EXHIBITIONS

Tanking Machine -Rebirth-《タンキング・マシーン‐リバース》

90年代のヤノベケンジ展

2021.05.29 - 07.19

ヤノベケンジ タンキング・マシーン‐リバース 2019 撮影=豊永政史

ヤノベケンジ アトム・カー(ホワイト) 1998

ヤノベケンジ アトムスーツ・プロジェクト:砂漠 1998

 京都のMtK Contemporary Artでは、ヤノベケンジの個展「Tanking Machine -Rebirth-《タンキング・マシーン‐リバース》 90年代のヤノベケンジ展」を開催する。

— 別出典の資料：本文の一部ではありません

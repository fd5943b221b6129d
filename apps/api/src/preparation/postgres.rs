//! PostgreSQL application store. Status changes that race (two prepares at once) go
//! through a conditional `UPDATE … WHERE status = $from`.

use async_trait::async_trait;
use chrono::{DateTime, Utc};
use serde_json::{Map, Value};
use sqlx::types::Json;
use sqlx::{FromRow, PgPool};
use tracing::warn;
use uuid::Uuid;

use crate::errors::AppError;
use crate::models::application::ApplicationRow;
use crate::preparation::models::{PreparationState, PreparationStatus};
use crate::preparation::store::ApplicationStore;

#[derive(Debug, FromRow)]
struct PreparationRow {
    application_id: Uuid,
    status: String,
    cover_letter: Option<String>,
    tailored_cv: Option<String>,
    metadata: Json<Value>,
    updated_at: DateTime<Utc>,
}

impl TryFrom<PreparationRow> for PreparationState {
    type Error = AppError;

    fn try_from(row: PreparationRow) -> Result<Self, Self::Error> {
        let status = row.status.parse::<PreparationStatus>().map_err(|e| {
            AppError::Internal(anyhow::anyhow!(
                "Preparation for application {} has invalid status: {e}",
                row.application_id
            ))
        })?;

        let metadata = match row.metadata.0 {
            Value::Object(map) => map,
            Value::Null => Map::new(),
            other => {
                warn!(
                    "Discarding non-object preparation metadata for application {}: {other}",
                    row.application_id
                );
                Map::new()
            }
        };

        Ok(PreparationState {
            application_id: row.application_id,
            status,
            cover_letter: row.cover_letter,
            tailored_cv: row.tailored_cv,
            metadata,
            updated_at: row.updated_at,
        })
    }
}

#[derive(Clone)]
pub struct PgApplicationStore {
    pool: PgPool,
}

impl PgApplicationStore {
    pub fn new(pool: PgPool) -> Self {
        Self { pool }
    }
}

#[async_trait]
impl ApplicationStore for PgApplicationStore {
    async fn fetch_application(&self, id: Uuid) -> Result<Option<ApplicationRow>, AppError> {
        let row = sqlx::query_as::<_, ApplicationRow>(
            r#"
            SELECT id, user_id, job_title, company, job_description, cv_text
            FROM applications
            WHERE id = $1
            "#,
        )
        .bind(id)
        .fetch_optional(&self.pool)
        .await?;
        Ok(row)
    }

    async fn set_cv_text(&self, id: Uuid, cv_text: &str) -> Result<(), AppError> {
        let result = sqlx::query("UPDATE applications SET cv_text = $2 WHERE id = $1")
            .bind(id)
            .bind(cv_text)
            .execute(&self.pool)
            .await?;

        if result.rows_affected() == 0 {
            return Err(AppError::NotFound(format!("Application {id} not found")));
        }
        Ok(())
    }

    async fn load_preparation(
        &self,
        application_id: Uuid,
    ) -> Result<Option<PreparationState>, AppError> {
        let row = sqlx::query_as::<_, PreparationRow>(
            r#"
            SELECT application_id, status, cover_letter, tailored_cv, metadata, updated_at
            FROM application_preparations
            WHERE application_id = $1
            "#,
        )
        .bind(application_id)
        .fetch_optional(&self.pool)
        .await?;

        row.map(PreparationState::try_from).transpose()
    }

    async fn ensure_preparation(
        &self,
        application_id: Uuid,
    ) -> Result<PreparationState, AppError> {
        sqlx::query(
            r#"
            INSERT INTO application_preparations (application_id, status, metadata, updated_at)
            VALUES ($1, 'pending', '{}'::jsonb, NOW())
            ON CONFLICT (application_id) DO NOTHING
            "#,
        )
        .bind(application_id)
        .execute(&self.pool)
        .await?;

        self.load_preparation(application_id).await?.ok_or_else(|| {
            AppError::NotFound(format!("Application {application_id} not found"))
        })
    }

    async fn transition_preparation(
        &self,
        application_id: Uuid,
        from: PreparationStatus,
        to: PreparationStatus,
    ) -> Result<bool, AppError> {
        let result = sqlx::query(
            r#"
            UPDATE application_preparations
            SET status = $3, updated_at = NOW()
            WHERE application_id = $1 AND status = $2
            "#,
        )
        .bind(application_id)
        .bind(from.as_str())
        .bind(to.as_str())
        .execute(&self.pool)
        .await?;

        Ok(result.rows_affected() == 1)
    }

    async fn save_preparation(&self, state: &PreparationState) -> Result<(), AppError> {
        sqlx::query(
            r#"
            INSERT INTO application_preparations
                (application_id, status, cover_letter, tailored_cv, metadata, updated_at)
            VALUES ($1, $2, $3, $4, $5, $6)
            ON CONFLICT (application_id) DO UPDATE
            SET status = EXCLUDED.status,
                cover_letter = EXCLUDED.cover_letter,
                tailored_cv = EXCLUDED.tailored_cv,
                metadata = EXCLUDED.metadata,
                updated_at = EXCLUDED.updated_at
            "#,
        )
        .bind(state.application_id)
        .bind(state.status.as_str())
        .bind(state.cover_letter.as_deref())
        .bind(state.tailored_cv.as_deref())
        .bind(Json(&state.metadata))
        .bind(state.updated_at)
        .execute(&self.pool)
        .await?;
        Ok(())
    }
}

#[cfg(test)]
mod tests {
    use super::*;
    use serde_json::json;

    fn row(status: &str, metadata: Value) -> PreparationRow {
        PreparationRow {
            application_id: Uuid::new_v4(),
            status: status.to_string(),
            cover_letter: Some("letter".to_string()),
            tailored_cv: None,
            metadata: Json(metadata),
            updated_at: Utc::now(),
        }
    }

    #[test]
    fn test_row_converts_to_state() {
        let state =
            PreparationState::try_from(row("ready", json!({"method": "ai"}))).unwrap();
        assert_eq!(state.status, PreparationStatus::Ready);
        assert_eq!(state.metadata["method"], "ai");
        assert_eq!(state.cover_letter.as_deref(), Some("letter"));
    }

    #[test]
    fn test_unknown_status_is_internal_error() {
        let err = PreparationState::try_from(row("done", json!({}))).unwrap_err();
        assert!(matches!(err, AppError::Internal(_)));
    }

    #[test]
    fn test_non_object_metadata_becomes_empty() {
        let state = PreparationState::try_from(row("pending", json!([1, 2]))).unwrap();
        assert!(state.metadata.is_empty());
    }
}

《タンキング・マシーン》(1990)はヤノベのデビュー作であり、自身の美学を見つめ直すことで生まれた作品。同時に、1990年代の日本の現代美術のトレンドのひとつ「ネオ・ポップ」を牽引した記念碑的な作品だ。

 1989年、ヤノベはRCA(ロイヤル・カレッジ・オブ・アート)に短期留学した際、幼少期から西洋美術の大作を身近で見て育つ子供たちの姿を見て、同じ美学と方法では敵わないことを痛感し、マンガ・アニメ・特撮・SFなどで養われた自身の美学を再考した。

 そこで、神経生理学者ジョン・C・リリーの考案した感覚遮断装置「アイソレーション・タンク」をヒントに、疑似的な胎内回帰をし、自身の原点に戻って「再生」する彫刻を着想。留学中にプロトタイプを制作し、帰国後、隔離されたタンク内で生理的食塩水に浸って瞑想する体験型の彫刻作品《タンキング・マシーン》として完成させた。

 90年、東山の三条通沿いにあった「アートスペース虹」の個展で《タンキング・マシーン》を発表し話題になると、96年にはニコラ・ブリオーがキュレーションした「トラフィック」展(CAPCボルドー現代美術館)に出品。本作は「リレーショナル・アート」としても位置づけられるようになり、それから30年を経た2019年には、「パレルゴン」展(Blum & Poe、ロサンゼルス)のために本作を再制作している。

 かつて、ペストが猛威をふるった1665年、故郷で自宅待機をしていたニュートンはひとりで思索をするなかで、微分積分学、万有引力、光学に関する様々な発見をし、「驚異の年(Year of Wonders)」と呼ばれている。

 それから現在へ、新型コロナウイルスによるパンデミックで社会全体が「隔離」されているなか、創造性が育まれ「再生」することを願ってヤノベが再制作した《タンキング・マシーン-リバース》を、再び京都の地に展示する。